# DATA FOR THE TASK
::::::::

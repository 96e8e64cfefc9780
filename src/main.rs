mod cli;
mod commands;
mod config;
mod paths;
mod progress;
mod prompt;
mod request;
mod ui;

use anyhow::Result;
use clap::{CommandFactory, Parser};
use clap_complete::generate;
use cli::{Cli, Command};
use config::{Config, Overrides};
use std::io;

/// Global context for the application
pub struct Context {
    pub verbose: u8,
    pub quiet: bool,
    pub config: Config,
}

fn main() -> Result<()> {
    let cli = Cli::parse();

    // Initialize logging based on verbosity
    let log_level = match cli.verbose {
        0 => log::LevelFilter::Warn,
        1 => log::LevelFilter::Info,
        2 => log::LevelFilter::Debug,
        _ => log::LevelFilter::Trace,
    };

    env_logger::Builder::new()
        .filter_level(if cli.quiet {
            log::LevelFilter::Error
        } else {
            log_level
        })
        .format_timestamp(None)
        .init();

    if let Command::Completions { shell } = cli.command {
        generate(shell, &mut Cli::command(), "fleetbook", &mut io::stdout());
        return Ok(());
    }

    let mut config = Config::load()?;
    config.apply(&Overrides {
        store: cli.store,
        roles_dir: cli.roles_dir,
        work_dir: cli.work_dir,
    });

    let ctx = Context {
        verbose: cli.verbose,
        quiet: cli.quiet,
        config,
    };

    match cli.command {
        Command::Run(args) => commands::run::run(&ctx, args),
        Command::Servers => commands::servers::run(&ctx),
        Command::Status(args) => commands::status::run(&ctx, args),
        Command::Catalog => commands::catalog::run(&ctx),
        Command::Init => commands::init::run(&ctx),
        Command::Completions { .. } => Ok(()),
    }
}
//! # playbook
//!
//! Plans and executes software installs across an inventory of servers.
//!
//! This crate provides:
//! - [`Catalog`]: the installable software, discovered from a roles directory
//! - [`RunPlanBuilder`]: validated server-to-software plans
//! - [`Descriptors`]: generated Ansible inventory and playbook
//! - [`ExternalTool`] with the [`AnsibleTool`] implementation
//! - [`record_outcomes`]: per-pair status write-back
//! - [`prepare`] / [`PreparedRun::execute`]: the whole pipeline
//!
//! ## Example
//!
//! ```no_run
//! use inventory::{SlotRequest, SqliteStore};
//! use playbook::{AnsibleTool, Catalog, DescriptorOptions, RunRequest, prepare};
//! use std::path::Path;
//!
//! let store = SqliteStore::open(Path::new("inventory.db"), "ansible-inventory")?;
//! let catalog = Catalog::discover(Path::new("roles"))?;
//!
//! let mut request = RunRequest::default();
//! request.push(
//!     SlotRequest::Existing { server_name: "db-1".into() },
//!     "grafana",
//! );
//!
//! let prepared = prepare(&store, &catalog, &request, &DescriptorOptions::default())?;
//! let report = prepared.execute(&store, &AnsibleTool::new("."));
//! println!("{} succeeded, {} failed", report.summary.succeeded(), report.summary.failed());
//! # Ok::<(), Box<dyn std::error::Error>>(())
//! ```

pub mod ansible;
pub mod catalog;
pub mod descriptor;
mod error;
pub mod plan;
pub mod recap;
pub mod recorder;
pub mod run;
pub mod tool;

pub use ansible::AnsibleTool;
pub use catalog::Catalog;
pub use descriptor::{DescriptorOptions, Descriptors, Rendered};
pub use error::{Error, Result, ToolError};
pub use plan::{PlanEntry, RunPlan, RunPlanBuilder};
pub use recorder::{PairResult, RecordSummary, StatusWriteError, record_outcomes};
pub use run::{PreparedRun, RunReport, RunRequest, ServerRequest, prepare, run};
pub use tool::{ExternalTool, ToolReport};
//! Descriptor generation.
//!
//! Turns a [`RunPlan`] into the two artifacts the external tool consumes:
//!
//! - a **target descriptor** (Ansible inventory) with one host per server and
//!   one group per requested software item
//! - a **task descriptor** (playbook) with one play per software item in the
//!   catalog union
//!
//! Generation is a pure data transform. Serialization to YAML is a separate
//! step ([`Descriptors::render`]), so the same structures can be inspected in
//! tests or handed to a different serializer.

use crate::error::Result;
use crate::plan::RunPlan;
use serde::Serialize;
use std::collections::{BTreeMap, BTreeSet};
use std::fs;
use std::path::{Path, PathBuf};

/// Connection method written for every host.
pub const DEFAULT_CONNECTION: &str = "aws_ssm";

/// Role task file selected per host at execution time.
pub const TASKS_FROM: &str = "{{ os_type }}.yml";

/// Prefix of the inventory group for each software item.
///
/// Keeps groups apart from host names and from the reserved `all` and
/// `ungrouped` groups.
pub const GROUP_PREFIX: &str = "software_";

/// Knobs that shape the generated descriptors.
#[derive(Debug, Clone, PartialEq, Eq)]
pub struct DescriptorOptions {
    /// Value of `ansible_connection`
    pub connection: String,
    /// Whether plays escalate privileges
    pub become_root: bool,
}

impl Default for DescriptorOptions {
    fn default() -> Self {
        Self {
            connection: DEFAULT_CONNECTION.to_string(),
            become_root: true,
        }
    }
}

// ============================================================================
// Target descriptor
// ============================================================================

/// Connection variables for one host.
#[derive(Debug, Clone, PartialEq, Eq, Serialize)]
pub struct HostVars {
    pub ansible_host: String,
    pub ansible_connection: String,
    pub ansible_aws_ssm_region: String,
    #[serde(skip_serializing_if = "Option::is_none")]
    pub ansible_aws_ssm_bucket_name: Option<String>,
    pub os_type: String,
}

/// Hosts and per-software groups.
#[derive(Debug, Clone, Default, PartialEq, Eq)]
pub struct TargetDescriptor {
    /// Host name to connection variables
    pub hosts: BTreeMap<String, HostVars>,
    /// Software name to the hosts that requested it
    pub groups: BTreeMap<String, BTreeSet<String>>,
}

impl TargetDescriptor {
    /// Whether `host` is a member of the group for `software`.
    pub fn in_group(&self, host: &str, software: &str) -> bool {
        self.groups
            .get(software)
            .is_some_and(|members| members.contains(host))
    }
}

// ============================================================================
// Task descriptor
// ============================================================================

/// Ordered, deduplicated software to install.
#[derive(Debug, Clone, Default, PartialEq, Eq)]
pub struct TaskDescriptor {
    pub software: Vec<String>,
    pub become_root: bool,
}

/// Inventory group holding the hosts that requested `software`.
pub fn group_name(software: &str) -> String {
    format!("{GROUP_PREFIX}{software}")
}

/// Name of the play that installs `software`.
pub fn play_name(software: &str) -> String {
    format!("Install {software}")
}

// ============================================================================
// Descriptors
// ============================================================================

/// Both generated artifacts for one run.
#[derive(Debug, Clone, Default, PartialEq, Eq)]
pub struct Descriptors {
    pub target: TargetDescriptor,
    pub tasks: TaskDescriptor,
}

impl Descriptors {
    /// Build descriptors from a plan.
    pub fn generate(plan: &RunPlan, options: &DescriptorOptions) -> Self {
        let mut target = TargetDescriptor::default();

        for entry in plan.entries() {
            let server = &entry.server;
            target.hosts.insert(
                server.server_name.clone(),
                HostVars {
                    ansible_host: server.instance_id.clone(),
                    ansible_connection: options.connection.clone(),
                    ansible_aws_ssm_region: server.region.clone(),
                    ansible_aws_ssm_bucket_name: server.transport_log_bucket.clone(),
                    os_type: server.os_type.to_string(),
                },
            );
            for software in &entry.software {
                target
                    .groups
                    .entry(software.clone())
                    .or_default()
                    .insert(server.server_name.clone());
            }
        }

        let tasks = TaskDescriptor {
            software: plan.catalog_union().iter().cloned().collect(),
            become_root: options.become_root,
        };

        Self { target, tasks }
    }

    /// Every (host, software) pair addressed by the descriptors.
    pub fn pairs(&self) -> impl Iterator<Item = (&str, &str)> {
        self.target.groups.iter().flat_map(|(software, hosts)| {
            hosts
                .iter()
                .map(move |host| (host.as_str(), software.as_str()))
        })
    }

    pub fn is_empty(&self) -> bool {
        self.tasks.software.is_empty()
    }

    /// Serialize both descriptors to YAML.
    pub fn render(&self) -> Result<Rendered> {
        let inventory = serde_yaml::to_string(&InventoryFile::from(&self.target))?;
        let plays: Vec<Play<'_>> = self
            .tasks
            .software
            .iter()
            .map(|sw| Play::new(sw, self.tasks.become_root))
            .collect();
        let playbook = serde_yaml::to_string(&plays)?;
        Ok(Rendered {
            inventory,
            playbook,
        })
    }
}

/// Serialized descriptors.
#[derive(Debug, Clone, PartialEq, Eq)]
pub struct Rendered {
    pub inventory: String,
    pub playbook: String,
}

impl Rendered {
    /// Write both files into `dir`, replacing previous versions.
    ///
    /// Returns the inventory and playbook paths.
    pub fn write_to(
        &self,
        dir: &Path,
        inventory_file: &str,
        playbook_file: &str,
    ) -> Result<(PathBuf, PathBuf)> {
        fs::create_dir_all(dir)?;
        let inventory = dir.join(inventory_file);
        let playbook = dir.join(playbook_file);
        fs::write(&inventory, &self.inventory)?;
        fs::write(&playbook, &self.playbook)?;
        log::debug!(
            "Wrote {} and {}",
            inventory.display(),
            playbook.display()
        );
        Ok((inventory, playbook))
    }
}

// ----------------------------------------------------------------------------
// Serialized shapes
// ----------------------------------------------------------------------------

#[derive(Serialize)]
struct InventoryFile<'a> {
    all: AllGroup<'a>,
}

#[derive(Serialize)]
struct AllGroup<'a> {
    hosts: &'a BTreeMap<String, HostVars>,
    #[serde(skip_serializing_if = "BTreeMap::is_empty")]
    children: BTreeMap<String, ChildGroup<'a>>,
}

#[derive(Serialize)]
struct ChildGroup<'a> {
    hosts: BTreeMap<&'a str, NoVars>,
}

#[derive(Serialize)]
struct NoVars {}

impl<'a> From<&'a TargetDescriptor> for InventoryFile<'a> {
    fn from(target: &'a TargetDescriptor) -> Self {
        let children = target
            .groups
            .iter()
            .map(|(software, hosts)| {
                let hosts = hosts.iter().map(|h| (h.as_str(), NoVars {})).collect();
                (group_name(software), ChildGroup { hosts })
            })
            .collect();
        Self {
            all: AllGroup {
                hosts: &target.hosts,
                children,
            },
        }
    }
}

#[derive(Serialize)]
struct Play<'a> {
    name: String,
    hosts: String,
    #[serde(rename = "become")]
    become_root: bool,
    tasks: Vec<RoleTask<'a>>,
}

#[derive(Serialize)]
struct RoleTask<'a> {
    name: String,
    include_role: IncludeRole<'a>,
}

#[derive(Serialize)]
struct IncludeRole<'a> {
    name: &'a str,
    tasks_from: &'static str,
}

impl<'a> Play<'a> {
    fn new(software: &'a str, become_root: bool) -> Self {
        Self {
            name: play_name(software),
            hosts: group_name(software),
            become_root,
            tasks: vec![RoleTask {
                name: play_name(software),
                include_role: IncludeRole {
                    name: software,
                    tasks_from: TASKS_FROM,
                },
            }],
        }
    }
}

// ============================================================================
// Tests
// ============================================================================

::::::::

# WHAT THE TASK REQUIRES
Among the records, count every line where "Completions" appears. Reply with the total alone.

# SOLUTION TO THE EXERCISE
2